We chat about our summer plans, my job at Honeysuckle, assisting Penelope, and which schools I submitted transfer applications to. Apparently, Chelsea is attending University of Southern California for grad school, and hopes that if I stick nearby, we can get together often.
It’s been a pleasant surprise to know her interest in me went beyond her friendship with my ex, but I’m nervous to see her nonetheless.
Despite her kindness, I’ve never felt like I held a candle to her. Never felt like I could measure up to her effortless perfection.

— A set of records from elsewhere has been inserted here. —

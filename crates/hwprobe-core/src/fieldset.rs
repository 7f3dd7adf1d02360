//! Per-subsystem attribute record built by one snapshot.

use crate::cpu;
use crate::field::{Field, NOT_INITIALIZED};
use crate::subsystem::Subsystem;
use serde::ser::SerializeMap;
use serde::{Serialize, Serializer};

/// A decoded attribute value.
#[derive(Debug, Clone, PartialEq, Eq, Serialize)]
#[serde(untagged)]
pub enum Value {
    Int(i64),
    Text(String),
    IntList(Vec<i64>),
    TextList(Vec<String>),
}

impl std::fmt::Display for Value {
    fn fmt(&self, f: &mut std::fmt::Formatter<'_>) -> std::fmt::Result {
        match self {
            Value::Int(value) => write!(f, "{}", value),
            Value::Text(value) => write!(f, "{}", value),
            Value::IntList(values) => {
                let parts: Vec<String> = values.iter().map(|v| v.to_string()).collect();
                write!(f, "{}", parts.join(" "))
            }
            Value::TextList(values) => write!(f, "{}", values.join(" ")),
        }
    }
}

/// Named attribute slot.
#[derive(Debug, Clone, Copy, PartialEq, Eq, Hash, Serialize)]
#[serde(rename_all = "snake_case")]
pub enum Attribute {
    CoreCount,
    FreqAvailable,
    FreqCurrent,
    FreqMax,
    FreqMin,
    GovernorAvailable,
    Governor,
    Temperature,
}

impl std::fmt::Display for Attribute {
    fn fmt(&self, f: &mut std::fmt::Formatter<'_>) -> std::fmt::Result {
        let name = match self {
            Attribute::CoreCount => "core_count",
            Attribute::FreqAvailable => "freq_available",
            Attribute::FreqCurrent => "freq_current",
            Attribute::FreqMax => "freq_max",
            Attribute::FreqMin => "freq_min",
            Attribute::GovernorAvailable => "governor_available",
            Attribute::Governor => "governor",
            Attribute::Temperature => "temperature",
        };
        write!(f, "{}", name)
    }
}

/// How raw file content becomes a [`Value`].
#[derive(Debug, Clone, Copy, PartialEq, Eq)]
pub enum Decoder {
    /// A single integer.
    Int,
    /// A single non-empty string.
    Text,
    /// A core range list such as `0-7`, decoded to a core count.
    CoreRange,
    /// Whitespace-separated integers, sorted ascending.
    IntList,
    /// Whitespace-separated words, sorted.
    TextList,
    /// Smallest entry of an integer list.
    ListMin,
    /// Largest entry of an integer list.
    ListMax,
}

impl Decoder {
    /// List fields never count against validity.
    pub fn is_list(&self) -> bool {
        matches!(self, Decoder::IntList | Decoder::TextList)
    }

    /// Decodes content; `None` (unreadable) is always `Invalid`.
    pub fn decode(&self, content: Option<&str>) -> Field<Value> {
        let content = match content {
            Some(content) => content.trim(),
            None => return Field::Invalid,
        };

        match self {
            Decoder::Int => Field::from_option(content.parse::<i64>().ok().map(Value::Int)),
            Decoder::Text => {
                if content.is_empty() {
                    Field::Invalid
                } else {
                    Field::Resolved(Value::Text(content.to_string()))
                }
            }
            Decoder::CoreRange => {
                Field::from_option(cpu::parse_core_count(content).map(Value::Int))
            }
            Decoder::IntList => Field::Resolved(Value::IntList(cpu::parse_frequencies(content))),
            Decoder::TextList => Field::Resolved(Value::TextList(cpu::parse_governors(content))),
            Decoder::ListMin => Field::from_option(
                cpu::parse_frequencies(content).first().copied().map(Value::Int),
            ),
            Decoder::ListMax => Field::from_option(
                cpu::parse_frequencies(content).last().copied().map(Value::Int),
            ),
        }
    }
}

/// Where an attribute comes from and how to decode it.
///
/// A spec without a path could not be located; its field is abandoned as
/// `Invalid` rather than escalated.
#[derive(Debug, Clone, PartialEq, Eq)]
pub struct FieldSpec {
    pub attribute: Attribute,
    pub path: Option<String>,
    pub decoder: Decoder,
}

impl FieldSpec {
    pub fn new(attribute: Attribute, path: impl Into<String>, decoder: Decoder) -> Self {
        Self {
            attribute,
            path: Some(path.into()),
            decoder,
        }
    }

    /// A spec for an attribute with no known source.
    pub fn unlocated(attribute: Attribute, decoder: Decoder) -> Self {
        Self {
            attribute,
            path: None,
            decoder,
        }
    }
}

#[derive(Debug, Clone)]
struct Slot {
    spec: FieldSpec,
    field: Field<Value>,
}

/// Mutable record of attribute values for one subsystem snapshot.
#[derive(Debug, Clone)]
pub struct FieldSet {
    subsystem: Subsystem,
    slots: Vec<Slot>,
}

impl FieldSet {
    /// Creates a fresh set with every slot unset.
    pub fn new(subsystem: Subsystem, specs: Vec<FieldSpec>) -> Self {
        Self {
            subsystem,
            slots: specs
                .into_iter()
                .map(|spec| Slot {
                    spec,
                    field: Field::Unset,
                })
                .collect(),
        }
    }

    pub fn subsystem(&self) -> Subsystem {
        self.subsystem
    }

    pub fn len(&self) -> usize {
        self.slots.len()
    }

    pub fn is_empty(&self) -> bool {
        self.slots.is_empty()
    }

    /// Returns the field for an attribute, if this set carries it.
    pub fn get(&self, attribute: Attribute) -> Option<&Field<Value>> {
        self.slot(attribute).map(|slot| &slot.field)
    }

    /// Overwrites the field for an attribute. Returns false if absent.
    pub fn set(&mut self, attribute: Attribute, field: Field<Value>) -> bool {
        match self.slots.iter_mut().find(|s| s.spec.attribute == attribute) {
            Some(slot) => {
                slot.field = field;
                true
            }
            None => false,
        }
    }

    /// The path an attribute is read from.
    pub fn path(&self, attribute: Attribute) -> Option<&str> {
        self.slot(attribute).and_then(|slot| slot.spec.path.as_deref())
    }

    /// Iterates attributes with their fields, in declaration order.
    pub fn iter(&self) -> impl Iterator<Item = (Attribute, &Field<Value>)> {
        self.slots.iter().map(|slot| (slot.spec.attribute, &slot.field))
    }

    /// True while any field is unset or pending.
    pub fn is_initializing(&self) -> bool {
        self.slots.iter().any(|slot| slot.field.is_initializing())
    }

    /// True when every scalar field is pending or resolved.
    pub fn is_valid(&self) -> bool {
        self.slots
            .iter()
            .filter(|slot| !slot.spec.decoder.is_list())
            .all(|slot| slot.field.is_valid())
    }

    /// Turns every `Invalid` field back into `Unset`.
    pub fn reset_invalid(&mut self) {
        for slot in &mut self.slots {
            slot.field.reset_invalid();
        }
    }

    pub fn int(&self, attribute: Attribute) -> Field<i64> {
        self.typed(attribute, |value| match value {
            Value::Int(v) => Some(v),
            _ => None,
        })
    }

    pub fn text(&self, attribute: Attribute) -> Field<String> {
        self.typed(attribute, |value| match value {
            Value::Text(v) => Some(v),
            _ => None,
        })
    }

    pub fn int_list(&self, attribute: Attribute) -> Field<Vec<i64>> {
        self.typed(attribute, |value| match value {
            Value::IntList(v) => Some(v),
            _ => None,
        })
    }

    pub fn text_list(&self, attribute: Attribute) -> Field<Vec<String>> {
        self.typed(attribute, |value| match value {
            Value::TextList(v) => Some(v),
            _ => None,
        })
    }

    /// Raw integer projection; an absent attribute reads as not initialized.
    pub fn raw_int(&self, attribute: Attribute) -> i64 {
        match self.get(attribute) {
            Some(_) => self.int(attribute).raw(),
            None => NOT_INITIALIZED,
        }
    }

    /// Raw string projection.
    pub fn raw_text(&self, attribute: Attribute) -> String {
        self.text(attribute).raw()
    }

    fn typed<T>(&self, attribute: Attribute, f: impl FnOnce(Value) -> Option<T>) -> Field<T> {
        match self.get(attribute) {
            Some(field) => field.clone().and_then(f),
            None => Field::Unset,
        }
    }

    fn slot(&self, attribute: Attribute) -> Option<&Slot> {
        self.slots.iter().find(|s| s.spec.attribute == attribute)
    }

    /// Distinct paths of every located field, in declaration order.
    pub(crate) fn paths(&self) -> Vec<String> {
        distinct(self.slots.iter().filter_map(|s| s.spec.path.as_deref()))
    }

    /// Distinct paths of located fields that are still unset.
    pub(crate) fn unset_paths(&self) -> Vec<String> {
        distinct(
            self.slots
                .iter()
                .filter(|s| matches!(s.field, Field::Unset))
                .filter_map(|s| s.spec.path.as_deref()),
        )
    }

    /// Marks every unset field reading `path` as pending.
    pub(crate) fn mark_pending(&mut self, path: &str) {
        for slot in &mut self.slots {
            if matches!(slot.field, Field::Unset) && slot.spec.path.as_deref() == Some(path) {
                slot.field = Field::Pending;
            }
        }
    }

    /// Decodes content into every initializing field reading `path`.
    pub(crate) fn apply(&mut self, path: &str, content: Option<&str>) {
        for slot in &mut self.slots {
            if slot.field.is_initializing() && slot.spec.path.as_deref() == Some(path) {
                slot.field = slot.spec.decoder.decode(content);
            }
        }
    }

    /// Gives up on unset fields that have no path.
    pub(crate) fn abandon_pathless(&mut self) {
        for slot in &mut self.slots {
            if slot.spec.path.is_none() && matches!(slot.field, Field::Unset) {
                slot.field = Field::Invalid;
            }
        }
    }
}

fn distinct<'a>(paths: impl Iterator<Item = &'a str>) -> Vec<String> {
    let mut out: Vec<String> = Vec::new();
    for path in paths {
        if !out.iter().any(|p| p == path) {
            out.push(path.to_string());
        }
    }
    out
}

impl Serialize for FieldSet {
    fn serialize<S: Serializer>(&self, serializer: S) -> std::result::Result<S::Ok, S::Error> {
        let mut map = serializer.serialize_map(Some(self.slots.len()))?;
        for slot in &self.slots {
            map.serialize_entry(&slot.spec.attribute, &slot.field)?;
        }
        map.end()
    }
}

#[cfg(test)]
mod tests {
    use super::*;

    fn sample() -> FieldSet {
        FieldSet::new(
            Subsystem::Cpu,
            vec![
                FieldSpec::new(Attribute::CoreCount, "/present", Decoder::CoreRange),
                FieldSpec::new(Attribute::FreqAvailable, "/avail", Decoder::IntList),
                FieldSpec::new(Attribute::FreqCurrent, "/cur", Decoder::Int),
                FieldSpec::new(Attribute::Governor, "/gov", Decoder::Text),
            ],
        )
    }

    #[test]
    fn test_decoders() {
        assert_eq!(Decoder::Int.decode(None), Field::Invalid);
        assert_eq!(
            Decoder::Int.decode(Some(" 42 ")),
            Field::Resolved(Value::Int(42))
        );
        assert_eq!(Decoder::Int.decode(Some("x")), Field::Invalid);
        assert_eq!(Decoder::Text.decode(Some("")), Field::Invalid);
        assert_eq!(
            Decoder::CoreRange.decode(Some("0-7")),
            Field::Resolved(Value::Int(8))
        );
        assert_eq!(
            Decoder::IntList.decode(Some("1400000 200000 800000")),
            Field::Resolved(Value::IntList(vec![200000, 800000, 1400000]))
        );
        assert_eq!(
            Decoder::IntList.decode(Some("")),
            Field::Resolved(Value::IntList(vec![]))
        );
        assert_eq!(
            Decoder::ListMin.decode(Some("300 100 200")),
            Field::Resolved(Value::Int(100))
        );
        assert_eq!(
            Decoder::ListMax.decode(Some("300 100 200")),
            Field::Resolved(Value::Int(300))
        );
        assert_eq!(Decoder::ListMax.decode(Some("")), Field::Invalid);
    }

    #[test]
    fn test_fresh_set_is_initializing() {
        let set = sample();
        assert!(set.is_initializing());
        assert!(!set.is_valid());
        assert_eq!(set.raw_int(Attribute::FreqCurrent), NOT_INITIALIZED);
        assert_eq!(set.raw_text(Attribute::Governor), "---3");
    }

    #[test]
    fn test_validity_ignores_lists() {
        let mut set = sample();
        set.apply("/present", Some("0-3"));
        set.apply("/cur", Some("1400000"));
        set.apply("/gov", Some("schedutil"));
        set.apply("/avail", None);

        assert!(set.is_valid());
        assert!(!set.is_initializing());
        assert!(set.int_list(Attribute::FreqAvailable).raw().is_empty());
    }

    #[test]
    fn test_reset_invalid_is_idempotent() {
        let mut set = sample();
        for path in set.paths() {
            set.apply(&path, None);
        }
        set.reset_invalid();
        let once: Vec<_> = set.iter().map(|(a, f)| (a, f.clone())).collect();
        set.reset_invalid();
        let twice: Vec<_> = set.iter().map(|(a, f)| (a, f.clone())).collect();
        assert_eq!(once, twice);
        assert!(set.iter().all(|(_, f)| *f == Field::Unset));
    }

    #[test]
    fn test_pending_fields_are_not_reissued() {
        let mut set = sample();
        set.mark_pending("/cur");
        assert_eq!(set.raw_int(Attribute::FreqCurrent), -2);
        assert!(!set.unset_paths().contains(&"/cur".to_string()));
        assert!(set.is_initializing());
    }

    #[test]
    fn test_shared_path_is_listed_once() {
        let set = FieldSet::new(
            Subsystem::Gpu,
            vec![
                FieldSpec::new(Attribute::FreqAvailable, "/avail", Decoder::IntList),
                FieldSpec::new(Attribute::FreqMax, "/avail", Decoder::ListMax),
                FieldSpec::new(Attribute::FreqMin, "/avail", Decoder::ListMin),
                FieldSpec::unlocated(Attribute::FreqCurrent, Decoder::Int),
            ],
        );
        assert_eq!(set.unset_paths(), vec!["/avail".to_string()]);
    }

    #[test]
    fn test_abandon_pathless() {
        let mut set = FieldSet::new(
            Subsystem::Gpu,
            vec![FieldSpec::unlocated(Attribute::FreqCurrent, Decoder::Int)],
        );
        set.abandon_pathless();
        assert_eq!(set.get(Attribute::FreqCurrent), Some(&Field::Invalid));
        assert!(!set.is_initializing());
    }

    #[test]
    fn test_type_mismatch_is_invalid() {
        let mut set = sample();
        set.apply("/gov", Some("performance"));
        assert_eq!(set.int(Attribute::Governor), Field::Invalid);
        assert_eq!(set.int(Attribute::Temperature), Field::Unset);
    }
}
//! Delivery of finished results to a listener.

use tokio::runtime::Handle;
use tokio::sync::mpsc;
use tracing::debug;

/// A unit of listener work.
pub type Job = Box<dyn FnOnce() + Send + 'static>;

/// Where a listener runs.
#[derive(Debug, Clone, Default)]
pub enum Delivery {
    /// On the publishing task itself.
    #[default]
    Inline,
    /// As a blocking task on a runtime, off the async worker threads.
    Runtime(Handle),
    /// Queued for a [`Dispatcher`] owned by the caller.
    Queue(mpsc::UnboundedSender<Job>),
}

impl Delivery {
    /// Creates a queue delivery and the dispatcher that drains it.
    pub fn queue() -> (Self, Dispatcher) {
        let (tx, rx) = mpsc::unbounded_channel();
        (Delivery::Queue(tx), Dispatcher { jobs: rx })
    }

    /// Runs a job on this delivery's context.
    pub fn deliver(&self, job: Job) {
        match self {
            Delivery::Inline => job(),
            Delivery::Runtime(handle) => {
                handle.spawn_blocking(job);
            }
            Delivery::Queue(tx) => {
                if tx.send(job).is_err() {
                    debug!("Result dropped: dispatcher is gone");
                }
            }
        }
    }
}

/// Caller-side drain for [`Delivery::Queue`].
pub struct Dispatcher {
    jobs: mpsc::UnboundedReceiver<Job>,
}

impl Dispatcher {
    /// Runs the next queued job. Returns false once every sender is gone.
    pub async fn run_next(&mut self) -> bool {
        match self.jobs.recv().await {
            Some(job) => {
                job();
                true
            }
            None => false,
        }
    }

    /// Runs jobs until every sender is gone.
    pub async fn run(mut self) {
        while self.run_next().await {}
    }
}

/// Hands one result to one listener, once.
///
/// `publish` consumes the publisher, so a second delivery cannot be
/// expressed.
pub struct ResultPublisher<T> {
    listener: Box<dyn FnOnce(T) + Send + 'static>,
    delivery: Delivery,
}

impl<T: Send + 'static> ResultPublisher<T> {
    /// Creates a publisher that calls `listener` inline.
    pub fn new<F>(listener: F) -> Self
    where
        F: FnOnce(T) + Send + 'static,
    {
        Self {
            listener: Box::new(listener),
            delivery: Delivery::Inline,
        }
    }

    /// Chooses the delivery context.
    pub fn on(mut self, delivery: Delivery) -> Self {
        self.delivery = delivery;
        self
    }

    pub fn publish(self, value: T) {
        let listener = self.listener;
        self.delivery.deliver(Box::new(move || listener(value)));
    }
}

I comb my fingers through my long, blond hair that I forgot to brush this morning, still half-crimped from the loose braid I slept in last night, ensuring my strands cover the hickey on my collarbone because I don’t trust the concealer I covered it with to hold up.
When I pull my hands away, my eyes snag on the grown-out, chipped nail polish on my fingers, and the wrinkles in my sundress.
I’m suddenly questioning whether or not I should’ve worn sneakers with this outfit.
My stomach lurches as the front door swings open and Chelsea floats inside.
Sure enough, she’s glowing. Almost levitating around the patrons and tables, as if carried by clouds as she makes her way toward me.
I stand, feeling microscopic as she beams, squealing with delight and pulling me into her arms. She towers above me, because she wore a pair of wedges that likely have her pushing six feet tall.
She smells like vanilla and some kind of delicious hair oil—the likely reason why her brunette strands are so silky when they brush over my knuckles locked around her back.
“Willow.” She squeezes me. “I am so happy to see you.”
“Me too.” A mousey sheen coats my voice, and I’m suddenly reminded why I never quite felt myself up there in Berkeley.